An excellent game for creating shared environments.


The first player enters a room and mimetically creates an object that defines the location. The next player enters the room, uses the first object and then creates a second one found in that location. One by one the rest of the players enter, use the previously created objects and create a new one.


To increase the ability to create detailed environments, and to eliminate the problem of having players “walk through tables.”


Mimetic abilities are a great tool for the improvisor to create environments on stage. Players should work to achieve a level of clarity in expression without feeling that they need to master the art of mime. Some players tend to create elaborate stories in order to use all their objects, often times destroying the objects or combining the use of two objects in improbable ways. The focus of the exercise is to create a shared environment, not to be funny and creative (often a mask for a desire to avoid the exercise.)


Have players remain in the environment as characters after they have created their object. Allow players to interact as their characters.

30 Second Scene Starts

Two of five elements, drilled.


Two students are brought up onstage. Players take approximately 30 seconds or so to set up the first two elements of the Five Elements (WHERE AND WHO). Exercise ends when students have established a clear Where and Who.


To establish a clear Where and Who; to learn about the beginnings of Five Element scenework; to give and accept offers.
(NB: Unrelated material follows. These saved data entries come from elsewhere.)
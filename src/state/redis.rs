use super::{StateError, StateStore};
use async_trait::async_trait;
use redis::aio::ConnectionManager;
use redis::AsyncCommands;
use tracing::info;

/// Redis-backed state store. Keys never expire; TTL policy belongs to the server.
#[derive(Clone)]
pub struct RedisStateStore {
    conn: ConnectionManager,
}

impl std::fmt::Debug for RedisStateStore {
    fn fmt(&self, f: &mut std::fmt::Formatter<'_>) -> std::fmt::Result {
        f.debug_struct("RedisStateStore").finish_non_exhaustive()
    }
}

impl RedisStateStore {
    /// Connects eagerly so a bad URL fails at startup rather than on the first callback.
    pub async fn connect(url: &str) -> Result<Self, StateError> {
        let client = redis::Client::open(url)?;
        let mut conn = ConnectionManager::new(client).await?;
        let _: String = redis::cmd("PING").query_async(&mut conn).await?;
        info!("connected to redis");
        Ok(Self { conn })
    }
}

#[async_trait]
impl StateStore for RedisStateStore {
    async fn get(&self, key: &str) -> Result<String, StateError> {
        let mut conn = self.conn.clone();
        let value: Option<String> = conn.get(key).await?;
        value.ok_or_else(|| StateError::NotFound(key.to_string()))
    }

    async fn set(&self, key: &str, value: &str) -> Result<(), StateError> {
        let mut conn = self.conn.clone();
        conn.set::<_, _, ()>(key, value).await?;
        Ok(())
    }

    async fn delete(&self, key: &str) -> Result<(), StateError> {
        let mut conn = self.conn.clone();
        conn.del::<_, ()>(key).await?;
        Ok(())
    }
}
This is an opportunity for students to explore the beginnings of scenes without the pressure of finding problems and resolutions. Students should avoid hesitation and jump right into position, even if they don’t have an idea. It’s not about being funny, it’s about clarity—the clearer the scene start, the clearer the scene will be. The humour will come out of specific characters in a specific place interacting.

Practice Games

Evil Twin

A justification game that challenges the “straight man.”


Three players stand onstage. Two players will improvise a scene. The other player is one of those player’s evil twin. At any point in the scene, the twin can shout, “Freeze!” after which he/she tags out their twin, and continues the scene by doing something “evil.” Once the evil act has been committed, the original player tags back in and continues the scene. Both onstage characters must justify the evil act within the scene as though the “good” character did it. It is then the “good twin’s” job to correct the evil within the scene. Play continues thusly, with the Evil Twin tagging out whenever he/she feels like.


To accept and justify offers; to support and challenge your fellow player; to make choices that are true to the scene and the characters.


Great setups for this game are things like first dates, or meeting your in-laws for the very first time. The game works best when the justification is true to the scene and the characters, not by blaming outside forces or saying something like, “I don’t know what came over me!” Can be challenging, but work at it by taking a lot of time in the setup to get used to the characters and environment. That way, the justifications can come from those two elements.


Both characters can have Evil Twins if you’d like. It steps the game up a notch.

Alphabet Game

A restriction game.


This scene has 26 lines. Each line of dialogue must begin with the next sequential letter of the alphabet. There is no real need to start with ‘A’. Ask for the starting letter from the audience.


To work within the limitations of the rule and still create a full story.


Don’t allow the rules of the game to dominate the scene – the “stunt” version over emphasises the letter progression. The challenge is to create a full STORY in which each consecutive line of dialogue just happens to begin with the next letter of the alphabet. Trust yourselves.


Every line spoken on stage must start with the next consecutive letter of the alphabet. This challenges the tendancy with this game to use long paragraphs of exposition to advance the story to avoid the structure of the game.

Each character on the stage gets a letter: all of their lines must begin with this letter.

Alliteration: each character gets a letter, then has to use that letter as many times as possible within the scene.